Graduate Program in Immunology, Program in Biomedical Sciences, University of Michigan Medical School, Ann Arbor, MI, United States.
Front Immunol. 2018 Feb 2;9:138. doi: 10.3389/fimmu.2018.00138. eCollection 2018.
The increased use of newer potent immunomodulatory therapies for multiple sclerosis (MS), including natalizumab, fingolimod, and dimethyl fumarate, has expanded the patient population at risk for developing progressive multifocal leukoencephalopathy (PML). These MS therapies shift the profile of lymphocytes within the central nervous system (CNS) leading to increased anti-inflammatory subsets and decreased immunosurveillance. Similar to MS, PML is a demyelinating disease of the CNS, but it is caused by the JC virus. The manifestation of PML requires the presence of an active, genetically rearranged form of the JC virus within CNS glial cells, coupled with the loss of appropriate JC virus-specific immune responses. The reliability of metrics used to predict risk for PML could be improved if all three components, i.e., viral genetic strain, localization, and host immune function, were taken into account. Advances in our understanding of the critical lymphocyte subpopulation changes induced by these MS therapies and ability to detect viral mutation and reactivation will facilitate efforts to develop these metrics.

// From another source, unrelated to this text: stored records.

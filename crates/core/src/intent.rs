use serde::{Deserialize, Deserializer, Serialize};
use serde_json::{Map, Value};

#[derive(Clone, Copy, Debug, PartialEq, Eq, Hash, Serialize, Deserialize)]
#[serde(rename_all = "snake_case")]
pub enum IntentKind {
    CheckStock,
    ListStock,
    CheckDebtorInfo,
    ListCustomers,
    ListTopDebtors,
    GetSales,
    CreateInvoice,
    CreateDebtor,
    Help,
    Menu,
    Unknown,
}

impl IntentKind {
    pub const ALL: [IntentKind; 11] = [
        Self::CheckStock,
        Self::ListStock,
        Self::CheckDebtorInfo,
        Self::ListCustomers,
        Self::ListTopDebtors,
        Self::GetSales,
        Self::CreateInvoice,
        Self::CreateDebtor,
        Self::Help,
        Self::Menu,
        Self::Unknown,
    ];

    pub fn as_str(self) -> &'static str {
        match self {
            Self::CheckStock => "check_stock",
            Self::ListStock => "list_stock",
            Self::CheckDebtorInfo => "check_debtor_info",
            Self::ListCustomers => "list_customers",
            Self::ListTopDebtors => "list_top_debtors",
            Self::GetSales => "get_sales",
            Self::CreateInvoice => "create_invoice",
            Self::CreateDebtor => "create_debtor",
            Self::Help => "help",
            Self::Menu => "menu",
            Self::Unknown => "unknown",
        }
    }

    /// Normalises an intent name as produced by the model. Names the model has
    /// been seen to use interchangeably map onto one kind; anything
    /// unrecognised is `Unknown`.
    pub fn from_name(name: &str) -> Self {
        let normalized = name.trim().to_ascii_lowercase().replace(['-', ' '], "_");
        match normalized.as_str() {
            "check_stock" | "get_stock" | "stock_info" => Self::CheckStock,
            "list_stock" | "stock_list" => Self::ListStock,
            "check_debtor_info" | "check_debtor" | "debtor_info" | "find_debtor" => {
                Self::CheckDebtorInfo
            }
            "list_customers" | "list_debtors" | "debtor_list" | "customer_list" => {
                Self::ListCustomers
            }
            "list_top_debtors" | "check_top_debtors" | "top_debtors" => Self::ListTopDebtors,
            "get_sales" | "check_sales" | "sales_report" => Self::GetSales,
            "create_invoice" | "new_invoice" => Self::CreateInvoice,
            "create_debtor" | "new_debtor" => Self::CreateDebtor,
            "help" | "help_info" => Self::Help,
            "menu" | "main_menu" | "start" => Self::Menu,
            _ => Self::Unknown,
        }
    }
}

/// `{intent, args}` as exchanged between the classifier and the dispatcher.
#[derive(Clone, Debug, Default, PartialEq, Serialize, Deserialize)]
pub struct IntentResult {
    #[serde(default, deserialize_with = "null_as_default")]
    pub intent: String,
    #[serde(default, deserialize_with = "null_as_default")]
    pub args: Map<String, Value>,
}

/// Models write `null` for "nothing here"; read it as the field's default.
fn null_as_default<'de, D, T>(deserializer: D) -> Result<T, D::Error>
where
    D: Deserializer<'de>,
    T: Default + Deserialize<'de>,
{
    Ok(Option::<T>::deserialize(deserializer)?.unwrap_or_default())
}

impl IntentResult {
    pub fn unknown() -> Self {
        Self { intent: IntentKind::Unknown.as_str().to_owned(), args: Map::new() }
    }

    pub fn new(kind: IntentKind) -> Self {
        Self { intent: kind.as_str().to_owned(), args: Map::new() }
    }

    pub fn with_arg(mut self, key: &str, value: impl Into<Value>) -> Self {
        self.args.insert(key.to_owned(), value.into());
        self
    }

    pub fn kind(&self) -> IntentKind {
        IntentKind::from_name(&self.intent)
    }

    /// First non-blank argument among `keys`, numbers rendered as text.
    pub fn text_arg(&self, keys: &[&str]) -> Option<String> {
        keys.iter().filter_map(|key| self.args.get(*key)).find_map(|value| match value {
            Value::String(text) if !text.trim().is_empty() => Some(text.trim().to_owned()),
            Value::Number(number) => Some(number.to_string()),
            _ => None,
        })
    }

    /// Positive integer argument, falling back to `default`.
    pub fn limit_arg(&self, key: &str, default: usize) -> usize {
        let parsed = match self.args.get(key) {
            Some(Value::Number(number)) => number.as_u64().map(|value| value as usize),
            Some(Value::String(text)) => text.trim().parse::<usize>().ok(),
            _ => None,
        };
        parsed.filter(|value| *value > 0).unwrap_or(default)
    }
}

/// Identifiers carried by inline buttons.
pub mod button_ids {
    pub const SALES_TODAY: &str = "sales_today";
    pub const SALES_YESTERDAY: &str = "sales_yesterday";
    pub const TOP_DEBTORS: &str = "top_debtors";
    pub const DEBTOR_LIST: &str = "debtor_list";
    pub const STOCK_LIST: &str = "stock_list";
    pub const HELP_INFO: &str = "help_info";
    pub const NEW_INVOICE: &str = "new_invoice";
    pub const NEW_DEBTOR: &str = "new_debtor";
    pub const WIZARD_CONFIRM: &str = "wizard_confirm";
    pub const WIZARD_CANCEL: &str = "wizard_cancel";
}

#[derive(Clone, Debug, PartialEq)]
pub enum ButtonAction {
    Intent(IntentResult),
    WizardConfirm,
    WizardCancel,
    Unrecognized(String),
}

impl ButtonAction {
    /// Maps a button identifier onto the dispatcher's handler set, bypassing
    /// the classifier.
    pub fn from_button(id: &str) -> Self {
        use button_ids::*;

        match id.trim() {
            SALES_TODAY => Self::Intent(IntentResult::new(IntentKind::GetSales).with_arg("date", "today")),
            SALES_YESTERDAY => {
                Self::Intent(IntentResult::new(IntentKind::GetSales).with_arg("date", "yesterday"))
            }
            TOP_DEBTORS => Self::Intent(IntentResult::new(IntentKind::ListTopDebtors).with_arg("limit", 5)),
            DEBTOR_LIST => Self::Intent(IntentResult::new(IntentKind::ListCustomers)),
            STOCK_LIST => Self::Intent(IntentResult::new(IntentKind::ListStock)),
            HELP_INFO => Self::Intent(IntentResult::new(IntentKind::Help)),
            NEW_INVOICE => Self::Intent(IntentResult::new(IntentKind::CreateInvoice)),
            NEW_DEBTOR => Self::Intent(IntentResult::new(IntentKind::CreateDebtor)),
            WIZARD_CONFIRM => Self::WizardConfirm,
            WIZARD_CANCEL => Self::WizardCancel,
            other => Self::Unrecognized(other.to_owned()),
        }
    }
}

新型强效免疫调节疗法(如那他珠单抗、芬戈莫德和富马酸二甲酯)在多发性硬化症(MS)中的应用日益增多,这扩大了发生进行性多灶性白质脑病(PML)的患者群体。这些 MS 疗法改变了中枢神经系统(CNS)内淋巴细胞的特征,导致抗炎亚群增加和免疫监视减少。与 MS 类似,PML 是一种 CNS 的脱髓鞘疾病,但它是由 JC 病毒引起的。PML 的表现需要 CNS 神经胶质细胞内存在活跃的、基因重排的 JC 病毒,同时伴有适当的 JC 病毒特异性免疫反应丧失。如果考虑到病毒遗传株、定位和宿主免疫功能这三个因素,用于预测 PML 风险的指标的可靠性可能会提高。我们对这些 MS 疗法引起的关键淋巴细胞亚群变化的理解的进步,以及检测病毒突变和再激活的能力,将有助于开发这些指标。